Reproduce every record below, character by character.

________

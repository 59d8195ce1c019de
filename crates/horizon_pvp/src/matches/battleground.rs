use super::{ActionOutcome, MatchAction, MatchCore, MatchRewards, MatchRules, ObjectiveBoard, RulesView, Victory};
use crate::error::MatchError;
use horizon_contracts::{BattlegroundTemplate, Bracket, CharacterId, Currency, ObjectiveKind, Side};
use std::sync::Arc;

/// Objective battleground: control points are taken by interacting with
/// them, resource nodes by capturing them. Held objectives score every tick,
/// kills score immediately, first side to the score limit wins.
#[derive(Debug)]
pub struct BattlegroundRules {
    template: Arc<BattlegroundTemplate>,
    board: ObjectiveBoard,
}

impl BattlegroundRules {
    pub fn new(template: Arc<BattlegroundTemplate>) -> Self {
        let board = ObjectiveBoard::new(&template.objectives);
        Self { template, board }
    }

    pub fn template(&self) -> &BattlegroundTemplate {
        &self.template
    }

    fn capture(
        &mut self,
        core: &mut MatchCore,
        character: CharacterId,
        objective_id: u32,
        kind: ObjectiveKind,
    ) -> Result<(ActionOutcome, Option<Victory>), MatchError> {
        let side = core.side_of(character)?;
        let Some(points) = self.board.capture(objective_id, side, kind)? else {
            return Ok((ActionOutcome::AlreadyHeld { objective_id }, None));
        };
        core.participant_mut(character)?.stats.objectives += 1;
        core.add_score(side, points);
        let victory = core.check_score_limit(self.template.score_limit);
        Ok((ActionOutcome::Captured { objective_id, side }, victory))
    }
}

impl MatchRules for BattlegroundRules {
    fn kind(&self) -> &'static str {
        "battleground"
    }

    fn bracket(&self) -> Bracket {
        Bracket::Battleground
    }

    fn on_score_tick(&mut self, core: &mut MatchCore) -> Option<Victory> {
        for side in [Side::Red, Side::Blue] {
            core.add_score(side, self.board.held_points(side));
        }
        core.check_score_limit(self.template.score_limit)
    }

    fn on_kill(&mut self, core: &mut MatchCore, _killer: CharacterId, killer_side: Side, _victim_side: Side) -> Option<Victory> {
        core.add_score(killer_side, self.template.kill_points);
        core.check_score_limit(self.template.score_limit)
    }

    fn on_action(
        &mut self,
        core: &mut MatchCore,
        character: CharacterId,
        action: MatchAction,
    ) -> Result<(ActionOutcome, Option<Victory>), MatchError> {
        match action {
            MatchAction::InteractObjective { objective_id } => {
                self.capture(core, character, objective_id, ObjectiveKind::ControlPoint)
            }
            MatchAction::CaptureResource { node_id } => {
                self.capture(core, character, node_id, ObjectiveKind::ResourceNode)
            }
            _ => Err(MatchError::Unsupported(self.kind())),
        }
    }

    fn rewards(&self) -> Option<MatchRewards> {
        Some(MatchRewards {
            currency: Currency::Prestige,
            win: 200,
            loss: 50,
            draw: 100,
        })
    }

    fn view(&self) -> RulesView {
        RulesView::Battleground {
            objectives: self.board.view(),
        }
    }
}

________

**Output for this task**
repository 59d8195ce1c019de
filename crates/horizon_pvp/src/matches/battleground.rs
use super::{ActionOutcome, MatchAction, MatchCore, MatchRewards, MatchRules, ObjectiveBoard, RulesView, Victory};
use crate::error::MatchError;
use horizon_contracts::{BattlegroundTemplate, Bracket, CharacterId, Currency, ObjectiveKind, Side};
use std::sync::Arc;

/// Objective battleground: control points are taken by interacting with
/// them, resource nodes by capturing them. Held objectives score every tick,
/// kills score immediately, first side to the score limit wins.
#[derive(Debug)]
pub struct BattlegroundRules {
    template: Arc<BattlegroundTemplate>,
    board: ObjectiveBoard,
}

impl BattlegroundRules {
    pub fn new(template: Arc<BattlegroundTemplate>) -> Self {
        let board = ObjectiveBoard::new(&template.objectives);
        Self { template, board }
    }

    pub fn template(&self) -> &BattlegroundTemplate {
        &self.template
    }

    fn capture(
        &mut self,
        core: &mut MatchCore,
        character: CharacterId,
        objective_id: u32,
        kind: ObjectiveKind,
    ) -> Result<(ActionOutcome, Option<Victory>), MatchError> {
        let side = core.side_of(character)?;
        let Some(points) = self.board.capture(objective_id, side, kind)? else {
            return Ok((ActionOutcome::AlreadyHeld { objective_id }, None));
        };
        core.participant_mut(character)?.stats.objectives += 1;
        core.add_score(side, points);
        let victory = core.check_score_limit(self.template.score_limit);
        Ok((ActionOutcome::Captured { objective_id, side }, victory))
    }
}

impl MatchRules for BattlegroundRules {
    fn kind(&self) -> &'static str {
        "battleground"
    }

    fn bracket(&self) -> Bracket {
        Bracket::Battleground
    }

    fn on_score_tick(&mut self, core: &mut MatchCore) -> Option<Victory> {
        for side in [Side::Red, Side::Blue] {
            core.add_score(side, self.board.held_points(side));
        }
        core.check_score_limit(self.template.score_limit)
    }

    fn on_kill(&mut self, core: &mut MatchCore, _killer: CharacterId, killer_side: Side, _victim_side: Side) -> Option<Victory> {
        core.add_score(killer_side, self.template.kill_points);
        core.check_score_limit(self.template.score_limit)
    }

    fn on_action(
        &mut self,
        core: &mut MatchCore,
        character: CharacterId,
        action: MatchAction,
    ) -> Result<(ActionOutcome, Option<Victory>), MatchError> {
        match action {
            MatchAction::InteractObjective { objective_id } => {
                self.capture(core, character, objective_id, ObjectiveKind::ControlPoint)
            }
            MatchAction::CaptureResource { node_id } => {
                self.capture(core, character, node_id, ObjectiveKind::ResourceNode)
            }
            _ => Err(MatchError::Unsupported(self.kind())),
        }
    }

    fn rewards(&self) -> Option<MatchRewards> {
        Some(MatchRewards {
            currency: Currency::Prestige,
            win: 200,
            loss: 50,
            draw: 100,
        })
    }

    fn view(&self) -> RulesView {
        RulesView::Battleground {
            objectives: self.board.view(),
        }
    }
}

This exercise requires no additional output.